## HOW TO COMPLETE THIS TASK
Copy out each line of the data holding "Excellent".

(Dataset entries)
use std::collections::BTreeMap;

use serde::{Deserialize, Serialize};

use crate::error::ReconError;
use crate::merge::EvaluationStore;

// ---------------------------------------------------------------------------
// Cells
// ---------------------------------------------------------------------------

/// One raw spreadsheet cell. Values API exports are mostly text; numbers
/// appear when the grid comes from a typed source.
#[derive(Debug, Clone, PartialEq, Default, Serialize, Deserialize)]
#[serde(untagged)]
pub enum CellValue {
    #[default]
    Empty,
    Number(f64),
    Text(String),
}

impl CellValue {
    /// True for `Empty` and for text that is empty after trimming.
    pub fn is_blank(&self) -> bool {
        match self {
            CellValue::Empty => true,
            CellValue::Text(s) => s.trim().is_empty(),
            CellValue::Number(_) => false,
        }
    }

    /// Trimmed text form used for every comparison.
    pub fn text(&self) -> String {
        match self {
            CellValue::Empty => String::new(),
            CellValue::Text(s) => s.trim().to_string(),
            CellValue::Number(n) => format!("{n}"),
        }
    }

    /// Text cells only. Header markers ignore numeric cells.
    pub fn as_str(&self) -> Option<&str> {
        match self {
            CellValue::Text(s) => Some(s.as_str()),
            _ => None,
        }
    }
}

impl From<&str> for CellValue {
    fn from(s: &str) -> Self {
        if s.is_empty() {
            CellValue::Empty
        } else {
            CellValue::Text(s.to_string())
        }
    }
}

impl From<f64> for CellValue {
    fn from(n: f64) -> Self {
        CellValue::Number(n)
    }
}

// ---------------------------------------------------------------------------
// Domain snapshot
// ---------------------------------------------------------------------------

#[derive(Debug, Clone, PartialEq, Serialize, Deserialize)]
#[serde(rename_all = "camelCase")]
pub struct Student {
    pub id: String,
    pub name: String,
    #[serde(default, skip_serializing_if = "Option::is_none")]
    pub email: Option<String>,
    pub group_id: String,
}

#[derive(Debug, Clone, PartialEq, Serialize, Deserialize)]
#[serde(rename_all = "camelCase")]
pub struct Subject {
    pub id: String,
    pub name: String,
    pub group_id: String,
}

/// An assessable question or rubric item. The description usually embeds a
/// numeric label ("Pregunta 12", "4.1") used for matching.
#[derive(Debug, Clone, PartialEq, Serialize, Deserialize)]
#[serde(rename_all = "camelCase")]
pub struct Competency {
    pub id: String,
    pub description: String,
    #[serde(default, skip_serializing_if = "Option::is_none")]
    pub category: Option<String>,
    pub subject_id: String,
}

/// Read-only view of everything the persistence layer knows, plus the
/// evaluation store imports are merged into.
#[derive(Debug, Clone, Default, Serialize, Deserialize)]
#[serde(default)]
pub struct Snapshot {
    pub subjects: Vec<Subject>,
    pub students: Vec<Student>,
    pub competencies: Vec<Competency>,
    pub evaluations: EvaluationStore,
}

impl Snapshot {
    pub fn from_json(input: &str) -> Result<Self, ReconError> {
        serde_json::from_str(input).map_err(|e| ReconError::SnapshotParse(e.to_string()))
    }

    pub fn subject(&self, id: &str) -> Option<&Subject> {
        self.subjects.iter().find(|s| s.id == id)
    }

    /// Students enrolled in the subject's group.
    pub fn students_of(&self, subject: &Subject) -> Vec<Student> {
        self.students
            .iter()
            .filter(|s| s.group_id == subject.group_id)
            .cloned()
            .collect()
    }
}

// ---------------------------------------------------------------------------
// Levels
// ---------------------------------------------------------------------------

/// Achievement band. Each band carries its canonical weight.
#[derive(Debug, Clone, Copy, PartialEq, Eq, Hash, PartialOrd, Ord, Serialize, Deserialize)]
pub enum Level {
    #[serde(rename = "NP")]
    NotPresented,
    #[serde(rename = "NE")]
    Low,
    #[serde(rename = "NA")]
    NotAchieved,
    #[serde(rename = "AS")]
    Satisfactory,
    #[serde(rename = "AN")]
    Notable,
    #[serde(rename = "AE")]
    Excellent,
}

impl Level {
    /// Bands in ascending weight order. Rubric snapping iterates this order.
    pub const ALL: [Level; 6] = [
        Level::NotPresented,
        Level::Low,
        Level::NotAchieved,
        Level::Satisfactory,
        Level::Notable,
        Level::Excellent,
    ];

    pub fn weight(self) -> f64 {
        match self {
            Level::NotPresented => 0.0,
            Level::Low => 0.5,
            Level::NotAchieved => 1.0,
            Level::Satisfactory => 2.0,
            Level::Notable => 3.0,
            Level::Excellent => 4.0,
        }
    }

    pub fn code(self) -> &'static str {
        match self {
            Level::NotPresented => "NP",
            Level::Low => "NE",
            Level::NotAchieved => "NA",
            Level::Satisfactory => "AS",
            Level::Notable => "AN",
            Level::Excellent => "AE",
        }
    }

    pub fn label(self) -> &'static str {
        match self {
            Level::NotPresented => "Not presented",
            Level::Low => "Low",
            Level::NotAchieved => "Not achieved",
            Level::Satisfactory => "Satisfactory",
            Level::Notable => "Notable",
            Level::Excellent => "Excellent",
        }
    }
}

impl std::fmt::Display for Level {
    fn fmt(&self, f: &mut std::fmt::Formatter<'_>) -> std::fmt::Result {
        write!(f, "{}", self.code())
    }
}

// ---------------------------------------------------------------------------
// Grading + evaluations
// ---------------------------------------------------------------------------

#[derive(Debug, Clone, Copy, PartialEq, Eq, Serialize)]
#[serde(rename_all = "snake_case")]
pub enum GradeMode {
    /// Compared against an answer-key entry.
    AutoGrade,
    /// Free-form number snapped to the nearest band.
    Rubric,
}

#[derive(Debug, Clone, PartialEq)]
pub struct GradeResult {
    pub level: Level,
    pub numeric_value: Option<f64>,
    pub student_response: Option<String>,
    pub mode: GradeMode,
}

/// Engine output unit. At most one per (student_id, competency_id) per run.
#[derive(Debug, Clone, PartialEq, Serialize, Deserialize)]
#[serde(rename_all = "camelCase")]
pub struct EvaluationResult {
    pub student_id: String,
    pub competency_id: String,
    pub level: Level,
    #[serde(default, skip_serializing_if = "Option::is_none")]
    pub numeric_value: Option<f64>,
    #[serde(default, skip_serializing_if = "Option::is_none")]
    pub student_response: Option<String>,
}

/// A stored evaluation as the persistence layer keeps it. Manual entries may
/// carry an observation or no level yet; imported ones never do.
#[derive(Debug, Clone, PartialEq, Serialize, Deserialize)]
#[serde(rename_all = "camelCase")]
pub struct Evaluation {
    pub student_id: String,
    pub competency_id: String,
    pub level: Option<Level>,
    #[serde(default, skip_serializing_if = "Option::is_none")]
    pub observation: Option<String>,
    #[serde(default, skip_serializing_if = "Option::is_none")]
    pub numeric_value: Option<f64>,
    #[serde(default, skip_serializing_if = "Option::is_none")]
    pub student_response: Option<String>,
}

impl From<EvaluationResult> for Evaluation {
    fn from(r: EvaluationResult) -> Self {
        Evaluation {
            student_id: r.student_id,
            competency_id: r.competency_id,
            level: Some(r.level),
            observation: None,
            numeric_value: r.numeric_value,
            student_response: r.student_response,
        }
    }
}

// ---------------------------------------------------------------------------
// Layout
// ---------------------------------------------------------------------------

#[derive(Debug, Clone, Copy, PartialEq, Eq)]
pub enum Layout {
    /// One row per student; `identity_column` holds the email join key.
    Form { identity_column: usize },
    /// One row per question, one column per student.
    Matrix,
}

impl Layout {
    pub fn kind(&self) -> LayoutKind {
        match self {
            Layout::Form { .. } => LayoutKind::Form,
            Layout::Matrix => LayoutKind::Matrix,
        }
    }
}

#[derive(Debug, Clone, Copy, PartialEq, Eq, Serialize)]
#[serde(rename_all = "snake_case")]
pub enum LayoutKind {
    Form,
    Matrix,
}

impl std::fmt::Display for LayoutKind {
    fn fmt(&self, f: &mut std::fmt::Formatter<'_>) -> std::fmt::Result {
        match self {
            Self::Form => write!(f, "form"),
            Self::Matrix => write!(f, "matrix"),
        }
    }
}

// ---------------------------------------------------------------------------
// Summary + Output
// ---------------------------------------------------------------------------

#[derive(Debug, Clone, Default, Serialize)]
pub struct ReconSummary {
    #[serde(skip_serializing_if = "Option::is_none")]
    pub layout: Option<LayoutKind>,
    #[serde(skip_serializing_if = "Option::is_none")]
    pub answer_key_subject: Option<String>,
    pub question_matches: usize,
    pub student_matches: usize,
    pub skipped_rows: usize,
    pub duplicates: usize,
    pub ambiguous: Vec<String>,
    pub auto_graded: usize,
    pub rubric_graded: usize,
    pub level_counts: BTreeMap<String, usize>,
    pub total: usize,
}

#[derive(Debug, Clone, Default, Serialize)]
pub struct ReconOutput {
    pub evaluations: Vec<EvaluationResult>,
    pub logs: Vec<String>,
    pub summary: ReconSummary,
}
--
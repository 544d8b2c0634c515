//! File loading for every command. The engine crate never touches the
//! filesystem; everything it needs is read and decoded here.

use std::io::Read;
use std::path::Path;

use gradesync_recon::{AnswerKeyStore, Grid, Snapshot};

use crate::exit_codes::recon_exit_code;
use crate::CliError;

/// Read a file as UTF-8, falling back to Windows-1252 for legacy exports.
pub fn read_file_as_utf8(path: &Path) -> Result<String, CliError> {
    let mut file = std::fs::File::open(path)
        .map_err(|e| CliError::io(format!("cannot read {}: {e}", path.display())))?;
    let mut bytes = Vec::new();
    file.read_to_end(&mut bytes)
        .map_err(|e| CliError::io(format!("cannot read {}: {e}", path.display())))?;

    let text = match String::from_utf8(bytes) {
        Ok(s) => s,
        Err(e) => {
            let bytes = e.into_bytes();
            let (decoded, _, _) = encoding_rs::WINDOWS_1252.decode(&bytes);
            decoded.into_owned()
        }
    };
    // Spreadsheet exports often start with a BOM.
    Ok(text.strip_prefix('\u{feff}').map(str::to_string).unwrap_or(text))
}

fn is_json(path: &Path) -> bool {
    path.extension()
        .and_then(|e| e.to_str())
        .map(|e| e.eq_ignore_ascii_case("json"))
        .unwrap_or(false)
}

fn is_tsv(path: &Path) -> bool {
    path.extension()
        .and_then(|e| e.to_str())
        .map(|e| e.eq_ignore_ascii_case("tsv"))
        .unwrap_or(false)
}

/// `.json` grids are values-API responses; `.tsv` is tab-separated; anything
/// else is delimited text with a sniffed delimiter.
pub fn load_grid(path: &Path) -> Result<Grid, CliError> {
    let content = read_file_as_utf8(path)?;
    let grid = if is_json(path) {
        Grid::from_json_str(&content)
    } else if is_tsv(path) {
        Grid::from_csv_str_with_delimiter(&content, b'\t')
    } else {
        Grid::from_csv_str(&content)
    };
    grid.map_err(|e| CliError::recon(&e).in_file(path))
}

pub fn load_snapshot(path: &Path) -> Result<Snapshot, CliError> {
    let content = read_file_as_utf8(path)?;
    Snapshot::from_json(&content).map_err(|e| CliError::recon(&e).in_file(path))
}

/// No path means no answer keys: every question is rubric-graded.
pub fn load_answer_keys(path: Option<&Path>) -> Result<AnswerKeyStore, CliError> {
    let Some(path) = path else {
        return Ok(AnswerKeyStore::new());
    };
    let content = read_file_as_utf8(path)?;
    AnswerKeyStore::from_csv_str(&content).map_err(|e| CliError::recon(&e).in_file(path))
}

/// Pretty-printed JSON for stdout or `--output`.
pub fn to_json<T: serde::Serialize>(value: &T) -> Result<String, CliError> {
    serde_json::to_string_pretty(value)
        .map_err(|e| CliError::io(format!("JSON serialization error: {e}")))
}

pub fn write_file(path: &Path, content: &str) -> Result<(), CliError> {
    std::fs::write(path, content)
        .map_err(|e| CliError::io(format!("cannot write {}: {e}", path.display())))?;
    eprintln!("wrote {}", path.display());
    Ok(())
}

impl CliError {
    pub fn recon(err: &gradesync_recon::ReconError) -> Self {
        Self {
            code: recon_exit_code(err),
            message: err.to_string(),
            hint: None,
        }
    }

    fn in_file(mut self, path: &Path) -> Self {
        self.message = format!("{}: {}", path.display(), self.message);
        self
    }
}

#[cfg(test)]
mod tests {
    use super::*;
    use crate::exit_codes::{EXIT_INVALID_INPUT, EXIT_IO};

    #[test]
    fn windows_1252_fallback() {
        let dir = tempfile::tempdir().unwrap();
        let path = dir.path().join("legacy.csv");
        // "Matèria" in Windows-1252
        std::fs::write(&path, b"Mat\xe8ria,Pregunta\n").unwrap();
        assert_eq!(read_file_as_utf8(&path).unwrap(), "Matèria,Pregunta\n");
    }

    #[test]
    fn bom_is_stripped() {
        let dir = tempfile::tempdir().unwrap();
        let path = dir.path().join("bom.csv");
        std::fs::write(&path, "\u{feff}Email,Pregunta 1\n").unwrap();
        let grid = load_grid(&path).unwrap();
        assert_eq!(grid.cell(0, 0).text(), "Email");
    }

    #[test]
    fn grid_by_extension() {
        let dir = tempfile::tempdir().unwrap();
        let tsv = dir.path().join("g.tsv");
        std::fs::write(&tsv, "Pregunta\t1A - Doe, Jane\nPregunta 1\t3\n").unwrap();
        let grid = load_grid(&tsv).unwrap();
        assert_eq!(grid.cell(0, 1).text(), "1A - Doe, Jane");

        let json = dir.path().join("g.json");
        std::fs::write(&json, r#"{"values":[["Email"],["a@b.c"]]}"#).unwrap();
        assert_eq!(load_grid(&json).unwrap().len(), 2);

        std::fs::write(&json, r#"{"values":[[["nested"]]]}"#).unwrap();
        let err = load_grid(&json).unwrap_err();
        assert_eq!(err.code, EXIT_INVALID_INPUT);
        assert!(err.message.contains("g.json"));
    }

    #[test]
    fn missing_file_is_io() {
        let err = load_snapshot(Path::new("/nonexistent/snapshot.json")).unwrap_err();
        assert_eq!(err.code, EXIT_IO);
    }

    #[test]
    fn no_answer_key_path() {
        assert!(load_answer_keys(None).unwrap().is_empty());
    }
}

## SOLUTION TO THE EXERCISE
    Excellent,
        Level::Excellent,
            Level::Excellent => 4.0,
            Level::Excellent => "AE",
            Level::Excellent => "Excellent",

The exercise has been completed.